On November 4, 2012, police stopped the Dodge truck with defendant driving. Defendant told police she was Princessa Cortez. Police conducted multiple interviews with defendant that day and the next. In the first interview, defendant claimed to be Princessa Cortez, said she did not know defendant, and claimed a man she did not know had loaned her the truck. As the interview proceeded, defendant admitted that she knew Korina Sanchez (i.e., defendant), who was her cousin, but that Korina did not give her the truck. Shortly thereafter, defendant agreed that Korina had given her the truck and told her that police were looking for it.
In her second interview, police told defendant that when they ran the name "Princessa Cortez" in the computer, "Korina Sanchez" came up. Faced with this information, defendant continued to deny being Korina, but claimed that "We're almost twins." Defendant volunteered to find Korina for police, although she could not name a place where Korina might be, and said she would have to look for Korina.
In her third interview, defendant admitted that she was, in fact, Korina Sanchez. She admitted to having been on the run since October 26th, but did not tell police about the Park Place apartment, claiming that she had been sleeping in the truck.
In her fourth interview, defendant told police that she and Islas had argued and she left the apartment. When she returned, she was followed by two men, looking for Islas. One grabbed her by the hair, shot Islas, and left.
In her final interview, defendant admitted killing Islas. Her demeanor, which had been remorseless earlier, changed, and she began to break down and cry. She admitted that she shot Islas while he slept, and had been worried that he would wake and know that she was trying to kill him. At one point, she racked the gun and the noise nearly woke Islas. She hid the gun under the pillow, saw that Islas was sleeping, and was undecided as to whether she should kill him.
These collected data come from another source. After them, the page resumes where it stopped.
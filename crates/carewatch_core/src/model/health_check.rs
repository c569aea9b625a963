//! Health check row.

use super::{require_text, require_timestamp, ValidationError};
use serde::{Deserialize, Serialize};

#[derive(Debug, Clone, PartialEq, Eq, Serialize, Deserialize)]
#[serde(rename_all = "camelCase")]
pub struct HealthCheck {
    pub id: String,
    pub child_id: String,
    pub check_type: String,
    pub scheduled_time: i64,
    #[serde(default)]
    pub notes: Option<String>,
    #[serde(default)]
    pub last_checked: Option<i64>,
}

impl HealthCheck {
    pub fn validate(&self) -> Result<(), ValidationError> {
        require_text("health_check", "id", &self.id)?;
        require_text("health_check", "child_id", &self.child_id)?;
        require_text("health_check", "check_type", &self.check_type)?;
        require_timestamp("health_check", "scheduled_time", self.scheduled_time)
    }
}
She decided to do so, and shot him in the head. Although defendant admitted premeditated murder, she continued to lie about where she had lived after the murder, and falsely told police she had thrown the gun away.
4. The Guns
Defendant had not thrown away the murder weapon. She had taken two handguns from the apartment - the .45 with which she had shot Islas and a .38.
Police discovered both guns at the Park Place apartment. Defendant did not know police had found the weapons. The Dodge truck was eventually returned to defendant's mother, with its keys. On the keyring was a key to the Park Place apartment. Defendant telephoned her mother, from jail, and told her to give the key and $200 to a woman who would pick up the key. Defendant's mother did so. Thereafter, someone entered the Park Place apartment and cut a hole in the back of the bathroom shelves, in an apparent attempt to find the guns the police had already recovered from the bathroom shelves.
5. The Charges
Defendant was charged by information with one count of murder. (Pen. Code, § 187.) It was alleged that she personally discharged a firearm causing death. (§ 2022.53, subd. (b).) It was further alleged that she had suffered a prior serious felony conviction, both within the meaning of the "three strikes law" (§ 667, subds. (b)-(i)), and section 667, subdivision (a)(1). Defendant pleaded not guilty and proceeded to jury trial.
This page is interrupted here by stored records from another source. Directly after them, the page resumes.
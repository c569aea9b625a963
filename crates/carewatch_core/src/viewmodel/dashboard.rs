//! Dashboard screen: every child with a pending-task summary.

use super::{fold_update, run_blocking, settle, LoadPolicy, UiEvent, UiState, ViewModelScope};
use crate::clock::now_epoch_ms;
use crate::model::care_task::CareTask;
use crate::model::child::Child;
use crate::repo::{CareRepositories, RepoError, RepoResult};
use crate::sync::seed::sample_dataset;
use std::collections::HashMap;
use std::sync::Arc;
use tokio::sync::{mpsc, watch};

#[derive(Debug, Clone, PartialEq, Eq)]
pub struct ChildSummary {
    pub id: String,
    pub name: String,
    pub age: u32,
    pub pending_tasks: usize,
    /// Title of the earliest pending task.
    pub next_task: Option<String>,
}

#[derive(Debug, Clone, PartialEq, Eq)]
pub struct DashboardState {
    pub children: Vec<ChildSummary>,
    /// Set when the screen shows the sample dataset instead of cached data.
    pub is_fallback: bool,
}

pub struct DashboardViewModel {
    repos: CareRepositories,
    policy: LoadPolicy,
    state: Arc<watch::Sender<UiState<DashboardState>>>,
    events: mpsc::UnboundedSender<UiEvent>,
    scope: ViewModelScope,
}

impl DashboardViewModel {
    pub fn new(
        repos: CareRepositories,
        policy: LoadPolicy,
    ) -> (Self, mpsc::UnboundedReceiver<UiEvent>) {
        let (state, _) = watch::channel(UiState::Loading);
        let (events, events_rx) = mpsc::unbounded_channel();
        (
            Self {
                repos,
                policy,
                state: Arc::new(state),
                events,
                scope: ViewModelScope::new(),
            },
            events_rx,
        )
    }

    pub fn state(&self) -> watch::Receiver<UiState<DashboardState>> {
        self.state.subscribe()
    }

    /// Starts following the children and pending-task streams. Call once,
    /// inside a runtime.
    pub fn start(&self) {
        let policy = self.policy;
        let state = Arc::clone(&self.state);
        let events = self.events.clone();
        let mut children_stream = self.repos.children.observe_children();
        let mut pending_stream = self.repos.tasks.observe_pending_tasks();

        self.scope.launch(async move {
            let (Some(mut children), Some(mut pending)) =
                (children_stream.next().await, pending_stream.next().await)
            else {
                return;
            };
            loop {
                let next = settle(
                    summarize_loaded(&children, &pending),
                    policy,
                    || Some(fallback_dashboard()),
                    |_| "Could not load children".to_string(),
                    &events,
                );
                state.send_replace(next);

                let open = tokio::select! {
                    update = children_stream.next() => fold_update(&mut children, update),
                    update = pending_stream.next() => fold_update(&mut pending, update),
                };
                if !open {
                    break;
                }
            }
        });
    }

    /// Navigates to a child, or reports that it no longer exists.
    pub fn select_child(&self, child_id: &str) {
        let repos = self.repos.clone();
        let events = self.events.clone();
        let child_id = child_id.to_string();
        self.scope.launch(async move {
            let Some(lookup) = run_blocking(move || repos.children.get_child(&child_id)).await
            else {
                return;
            };
            let event = match lookup {
                Ok(child) => UiEvent::NavigateToChild(child.id),
                Err(err) if err.is_not_found() => {
                    UiEvent::ShowMessage("That child is no longer available".to_string())
                }
                Err(err) => UiEvent::ShowMessage(format!("Could not open child: {err}")),
            };
            let _ = events.send(event);
        });
    }
}

fn summarize_loaded<'a>(
    children: &'a RepoResult<Vec<Child>>,
    pending: &'a RepoResult<Vec<CareTask>>,
) -> Result<DashboardState, &'a RepoError> {
    Ok(DashboardState {
        children: summarize(children.as_ref()?, pending.as_ref()?),
        is_fallback: false,
    })
}

fn fallback_dashboard() -> DashboardState {
    let data = sample_dataset(now_epoch_ms());
    DashboardState {
        children: summarize(&data.children, &data.tasks),
        is_fallback: true,
    }
}

fn summarize(children: &[Child], tasks: &[CareTask]) -> Vec<ChildSummary> {
    let mut by_child: HashMap<&str, Vec<&CareTask>> = HashMap::new();
    for task in tasks.iter().filter(|task| task.is_pending()) {
        by_child.entry(task.child_id.as_str()).or_default().push(task);
    }

    children
        .iter()
        .map(|child| {
            let pending = by_child.get(child.id.as_str());
            ChildSummary {
                id: child.id.clone(),
                name: child.name.clone(),
                age: child.age,
                pending_tasks: pending.map_or(0, Vec::len),
                next_task: pending
                    .and_then(|tasks| tasks.iter().min_by_key(|task| task.scheduled_time))
                    .map(|task| task.title.clone()),
            }
        })
        .collect()
}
All undesignated statutory references are to the Penal Code. --------
6. Defense
At trial, defendant pursued a theory of self-defense, or, in the alternative, imperfect self-defense. Defendant testified that, although Islas had told others that he had a legitimate job, he actually was in the business of robbing drug dealers for their drugs. Defendant testified that Islas taught her to use a gun for the purpose of assisting in this activity, and that she took part in two robberies of drug dealers with Islas.
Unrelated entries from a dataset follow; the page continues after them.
//! Task repository: completion, miss and reschedule actions.
//!
//! # Invariants
//! - `complete_task` and `miss_task` only leave `pending`; repeating the same
//!   transition is a no-op that returns the stored task.
//! - Completing a task with a `source_id` stamps the source row's
//!   `last_administered` / `last_served` / `last_checked` in the same commit.
//! - The owning child's `has_pending_tasks` flag is recomputed on every change.

use super::{RepoError, RepoResult, RepoStream};
use crate::cache::{
    children, health_checks, meals, medications, tasks, CacheStore, CacheTable,
};
use crate::model::care_task::{CareTask, TaskKind, TaskStatus};
use crate::model::require_timestamp;
use log::{debug, info};
use rusqlite::Connection;

pub trait TaskRepository: Send + Sync {
    fn get_task(&self, id: &str) -> RepoResult<CareTask>;
    fn list_tasks_for_child(&self, child_id: &str) -> RepoResult<Vec<CareTask>>;
    fn list_pending_tasks(&self) -> RepoResult<Vec<CareTask>>;
    fn observe_tasks_for_child(&self, child_id: &str) -> RepoStream<Vec<CareTask>>;
    fn observe_pending_tasks(&self) -> RepoStream<Vec<CareTask>>;
    fn complete_task(&self, id: &str, now_ms: i64) -> RepoResult<CareTask>;
    fn miss_task(&self, id: &str, now_ms: i64) -> RepoResult<CareTask>;
    fn reschedule_task(&self, id: &str, scheduled_time: i64) -> RepoResult<CareTask>;
}

/// Cache-backed task repository.
pub struct CacheTaskRepository {
    store: CacheStore,
}

impl CacheTaskRepository {
    pub fn new(store: CacheStore) -> Self {
        Self { store }
    }

    fn transition(&self, id: &str, to: TaskStatus, now_ms: i64) -> RepoResult<CareTask> {
        let task = self.store.write(&CacheTable::ALL, |tx| {
            let task = load_task(tx, id)?;
            if task.status == to {
                return Ok(task);
            }
            if task.status != TaskStatus::Pending {
                return Err(RepoError::InvalidTransition {
                    id: id.to_string(),
                    from: task.status,
                    to,
                });
            }

            tasks::set_task_status(tx, id, to)?;
            if to == TaskStatus::Completed {
                if let Some(source_id) = task.source_id.as_deref() {
                    stamp_source(tx, task.kind, source_id, now_ms)?;
                }
            }
            children::refresh_pending_flag(tx, &task.child_id)?;
            Ok(CareTask { status: to, ..task })
        })?;

        info!(
            "event=task_status module=repo status=ok task_id={} task_status={}",
            task.id,
            task.status.as_str()
        );
        Ok(task)
    }
}

impl TaskRepository for CacheTaskRepository {
    fn get_task(&self, id: &str) -> RepoResult<CareTask> {
        self.store.read(|conn| load_task(conn, id))
    }

    fn list_tasks_for_child(&self, child_id: &str) -> RepoResult<Vec<CareTask>> {
        Ok(self.store.tasks_for_child(child_id)?)
    }

    fn list_pending_tasks(&self) -> RepoResult<Vec<CareTask>> {
        Ok(self.store.pending_tasks()?)
    }

    fn observe_tasks_for_child(&self, child_id: &str) -> RepoStream<Vec<CareTask>> {
        let store = self.store.clone();
        let child_id = child_id.to_string();
        self.store.live(&[CacheTable::Tasks], move || {
            store.tasks_for_child(&child_id).map_err(RepoError::from)
        })
    }

    fn observe_pending_tasks(&self) -> RepoStream<Vec<CareTask>> {
        let store = self.store.clone();
        self.store.live(&[CacheTable::Tasks], move || {
            store.pending_tasks().map_err(RepoError::from)
        })
    }

    fn complete_task(&self, id: &str, now_ms: i64) -> RepoResult<CareTask> {
        self.transition(id, TaskStatus::Completed, now_ms)
    }

    fn miss_task(&self, id: &str, now_ms: i64) -> RepoResult<CareTask> {
        self.transition(id, TaskStatus::Missed, now_ms)
    }

    fn reschedule_task(&self, id: &str, scheduled_time: i64) -> RepoResult<CareTask> {
        require_timestamp("task", "scheduled_time", scheduled_time)?;
        self.store
            .write(&[CacheTable::Tasks, CacheTable::Children], |tx| {
                let task = load_task(tx, id)?;
                tasks::reschedule_task(tx, id, scheduled_time)?;
                children::refresh_pending_flag(tx, &task.child_id)?;
                Ok(CareTask {
                    scheduled_time,
                    status: TaskStatus::Pending,
                    ..task
                })
            })
    }
}

fn load_task(conn: &Connection, id: &str) -> RepoResult<CareTask> {
    tasks::get_task(conn, id)?.ok_or_else(|| RepoError::not_found("task", id))
}

fn stamp_source(conn: &Connection, kind: TaskKind, source_id: &str, now_ms: i64) -> RepoResult<()> {
    let changed = match kind {
        TaskKind::Medication => medications::set_last_administered(conn, source_id, now_ms)?,
        TaskKind::Meal => meals::set_last_served(conn, source_id, now_ms)?,
        TaskKind::Health => health_checks::record_check(conn, source_id, None, now_ms)?,
    };
    if changed == 0 {
        debug!(
            "event=task_source_stamp module=repo status=skipped kind={} source_id={source_id}",
            kind.as_str()
        );
    }
    Ok(())
}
According to defendant, the St. Jude party which defendant had planned had an ulterior motive. Islas had intended to invite potential victims to the party and to rob them of their drugs at the party. Defendant learned of Islas's plan on Thursday, October 25th, and was against it. Defendant believed a robbery at her step-father's workplace would put her family at risk for revenge from the robbery victims. Defendant cancelled the St. Jude party because she did not want her family in danger.
Although defendant was upset that Islas wanted to do a robbery at her family's party, Islas was not angry with defendant for cancelling the party. He did, however, continue his attempts to convince her to go forward with the plan. In the course of their ongoing discussion, Islas was sitting on the bed. He took the .38 from the windowsill and pointed it at defendant, who was standing near the foot of the bed. Defendant responded by grabbing the .45 from the dresser and pointing it at Islas. At this point, defendant did not believe Islas would shoot her. However, Islas racked the gun, ejecting a round and loading another. Defendant now feared for her life. She shot Islas without thinking.
There was a great deal of evidence - both in terms of defendant's admissions to police and physical evidence - which required explanation in order to be reconciled with the self-defense theory offered at trial. As to her admission to police, defendant testified that, by the time she admitted the murder on the second day of questioning, she had not slept or eaten and was cold, frustrated, and "delusional." She testified that she told the police what she thought they wanted to hear, but she did not think they would actually believe her. As to the physical evidence, an unfired bullet for the .38 was discovered to the left of where Islas had allegedly been sitting, yet the .38 ejects to the right. Moreover, Islas had been shot in the right ear. Defendant therefore testified that when Islas racked the gun, he had twisted it 90 degrees to the left, and that, when she shot him, defendant was looking down at the gun.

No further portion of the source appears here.